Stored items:
◇ ◇ ◇ ◇ ◇
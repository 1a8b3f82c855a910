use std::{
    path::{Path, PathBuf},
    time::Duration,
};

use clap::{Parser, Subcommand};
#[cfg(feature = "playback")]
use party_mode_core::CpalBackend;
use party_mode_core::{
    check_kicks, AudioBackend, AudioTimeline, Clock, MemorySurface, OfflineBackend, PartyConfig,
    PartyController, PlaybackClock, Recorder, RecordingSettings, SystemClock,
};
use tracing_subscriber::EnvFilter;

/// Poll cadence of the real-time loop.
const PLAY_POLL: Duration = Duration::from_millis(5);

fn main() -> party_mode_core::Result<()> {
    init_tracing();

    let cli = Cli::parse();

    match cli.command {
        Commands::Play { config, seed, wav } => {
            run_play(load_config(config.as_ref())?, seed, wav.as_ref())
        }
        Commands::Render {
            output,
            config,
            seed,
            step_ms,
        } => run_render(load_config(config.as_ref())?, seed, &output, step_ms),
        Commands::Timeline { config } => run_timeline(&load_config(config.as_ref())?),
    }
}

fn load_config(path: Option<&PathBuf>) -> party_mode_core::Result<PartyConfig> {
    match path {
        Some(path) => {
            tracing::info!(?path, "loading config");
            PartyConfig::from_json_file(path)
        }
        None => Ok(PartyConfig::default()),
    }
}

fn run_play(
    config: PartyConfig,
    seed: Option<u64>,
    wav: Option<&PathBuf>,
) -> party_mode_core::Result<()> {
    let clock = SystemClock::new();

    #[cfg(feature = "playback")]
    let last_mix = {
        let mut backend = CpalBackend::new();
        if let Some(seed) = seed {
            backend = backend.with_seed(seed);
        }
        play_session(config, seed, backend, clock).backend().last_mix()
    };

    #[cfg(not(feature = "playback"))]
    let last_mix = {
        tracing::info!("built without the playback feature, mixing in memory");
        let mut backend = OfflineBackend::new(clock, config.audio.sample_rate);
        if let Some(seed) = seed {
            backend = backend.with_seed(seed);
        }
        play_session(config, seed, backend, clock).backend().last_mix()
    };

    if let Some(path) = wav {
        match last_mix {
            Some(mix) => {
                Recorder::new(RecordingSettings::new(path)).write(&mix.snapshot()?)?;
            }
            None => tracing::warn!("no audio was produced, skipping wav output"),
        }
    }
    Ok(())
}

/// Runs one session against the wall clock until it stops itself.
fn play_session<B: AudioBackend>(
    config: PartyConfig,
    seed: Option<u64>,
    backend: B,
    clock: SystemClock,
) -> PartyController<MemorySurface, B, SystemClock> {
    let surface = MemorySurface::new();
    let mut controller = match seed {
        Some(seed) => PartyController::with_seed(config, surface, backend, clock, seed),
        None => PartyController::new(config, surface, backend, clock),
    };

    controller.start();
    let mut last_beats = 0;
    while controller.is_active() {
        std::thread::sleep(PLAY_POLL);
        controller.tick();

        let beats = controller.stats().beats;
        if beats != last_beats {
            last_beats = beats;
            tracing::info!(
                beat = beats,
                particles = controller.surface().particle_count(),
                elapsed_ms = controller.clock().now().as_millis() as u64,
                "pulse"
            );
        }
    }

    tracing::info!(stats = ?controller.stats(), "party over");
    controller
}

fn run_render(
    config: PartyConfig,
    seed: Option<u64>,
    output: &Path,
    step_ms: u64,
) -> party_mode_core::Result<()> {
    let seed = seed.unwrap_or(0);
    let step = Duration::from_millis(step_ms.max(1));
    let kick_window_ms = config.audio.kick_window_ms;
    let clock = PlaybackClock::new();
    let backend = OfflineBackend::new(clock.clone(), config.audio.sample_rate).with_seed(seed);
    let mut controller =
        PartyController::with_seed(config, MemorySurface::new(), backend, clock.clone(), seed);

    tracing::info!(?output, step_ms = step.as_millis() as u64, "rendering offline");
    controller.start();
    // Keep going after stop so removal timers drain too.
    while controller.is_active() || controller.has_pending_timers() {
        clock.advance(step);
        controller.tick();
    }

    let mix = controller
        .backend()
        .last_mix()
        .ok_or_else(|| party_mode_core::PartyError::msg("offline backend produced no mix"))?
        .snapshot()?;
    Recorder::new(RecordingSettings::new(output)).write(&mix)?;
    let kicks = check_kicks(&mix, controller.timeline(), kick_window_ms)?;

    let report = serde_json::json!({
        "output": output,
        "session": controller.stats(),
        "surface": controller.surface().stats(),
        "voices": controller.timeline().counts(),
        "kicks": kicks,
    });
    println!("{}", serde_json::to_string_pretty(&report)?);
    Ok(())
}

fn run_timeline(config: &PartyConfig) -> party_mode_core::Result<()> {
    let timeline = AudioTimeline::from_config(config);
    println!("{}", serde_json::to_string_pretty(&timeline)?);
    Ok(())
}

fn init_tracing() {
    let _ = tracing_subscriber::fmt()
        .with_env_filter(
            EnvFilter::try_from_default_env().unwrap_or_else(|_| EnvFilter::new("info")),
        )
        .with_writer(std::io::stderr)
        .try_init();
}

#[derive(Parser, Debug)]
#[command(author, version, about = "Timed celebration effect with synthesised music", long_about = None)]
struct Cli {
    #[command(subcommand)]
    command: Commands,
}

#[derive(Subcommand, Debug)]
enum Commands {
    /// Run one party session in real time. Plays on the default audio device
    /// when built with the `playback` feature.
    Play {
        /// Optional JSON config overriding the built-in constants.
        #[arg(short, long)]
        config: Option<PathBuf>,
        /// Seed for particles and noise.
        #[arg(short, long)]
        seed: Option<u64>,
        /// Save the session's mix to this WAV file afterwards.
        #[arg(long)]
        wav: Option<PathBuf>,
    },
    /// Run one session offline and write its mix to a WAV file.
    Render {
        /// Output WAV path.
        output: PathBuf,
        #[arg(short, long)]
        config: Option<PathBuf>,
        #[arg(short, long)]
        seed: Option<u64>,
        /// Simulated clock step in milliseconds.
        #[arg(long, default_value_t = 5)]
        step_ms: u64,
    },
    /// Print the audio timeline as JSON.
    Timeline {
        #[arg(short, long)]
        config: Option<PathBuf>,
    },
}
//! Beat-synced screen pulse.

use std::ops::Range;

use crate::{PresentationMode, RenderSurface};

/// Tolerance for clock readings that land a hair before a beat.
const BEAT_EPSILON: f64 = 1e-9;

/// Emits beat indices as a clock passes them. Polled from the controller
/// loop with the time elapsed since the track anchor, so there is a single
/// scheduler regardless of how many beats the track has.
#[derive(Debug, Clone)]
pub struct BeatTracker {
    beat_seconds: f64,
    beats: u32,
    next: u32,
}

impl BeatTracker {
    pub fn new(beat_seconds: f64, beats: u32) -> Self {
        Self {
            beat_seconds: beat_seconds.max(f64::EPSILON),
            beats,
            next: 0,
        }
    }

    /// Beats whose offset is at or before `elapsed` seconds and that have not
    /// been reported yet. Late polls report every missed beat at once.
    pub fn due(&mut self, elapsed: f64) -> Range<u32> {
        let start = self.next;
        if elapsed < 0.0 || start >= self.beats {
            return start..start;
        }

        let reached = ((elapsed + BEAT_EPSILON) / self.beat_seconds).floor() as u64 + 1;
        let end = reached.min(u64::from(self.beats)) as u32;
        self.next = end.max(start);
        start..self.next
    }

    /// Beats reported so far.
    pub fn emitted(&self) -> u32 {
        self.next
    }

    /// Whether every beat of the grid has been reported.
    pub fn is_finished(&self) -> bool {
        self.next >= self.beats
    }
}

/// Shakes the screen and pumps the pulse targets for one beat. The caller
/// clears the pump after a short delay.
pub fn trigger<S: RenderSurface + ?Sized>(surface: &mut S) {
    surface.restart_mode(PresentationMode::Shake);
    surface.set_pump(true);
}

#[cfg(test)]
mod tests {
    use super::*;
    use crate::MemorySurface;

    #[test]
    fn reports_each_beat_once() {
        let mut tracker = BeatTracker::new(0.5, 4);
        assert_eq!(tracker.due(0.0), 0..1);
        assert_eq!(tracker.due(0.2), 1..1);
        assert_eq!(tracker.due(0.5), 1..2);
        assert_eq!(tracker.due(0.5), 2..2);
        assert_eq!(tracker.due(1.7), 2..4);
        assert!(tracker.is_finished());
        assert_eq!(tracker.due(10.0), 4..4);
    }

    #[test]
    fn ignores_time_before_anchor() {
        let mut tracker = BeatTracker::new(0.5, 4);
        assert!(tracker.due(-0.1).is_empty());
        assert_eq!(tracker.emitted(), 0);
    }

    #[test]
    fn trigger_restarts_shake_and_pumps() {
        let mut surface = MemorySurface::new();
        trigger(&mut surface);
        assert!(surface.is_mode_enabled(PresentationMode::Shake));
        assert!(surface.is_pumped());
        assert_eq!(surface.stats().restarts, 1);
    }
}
◇ ◇ ◇ ◇ ◇
§ **Work instructions**: From the records above, pull every line that has the string "Parser" and copy it.

§ **Answer box**:
use clap::{Parser, Subcommand};
#[derive(Parser, Debug)]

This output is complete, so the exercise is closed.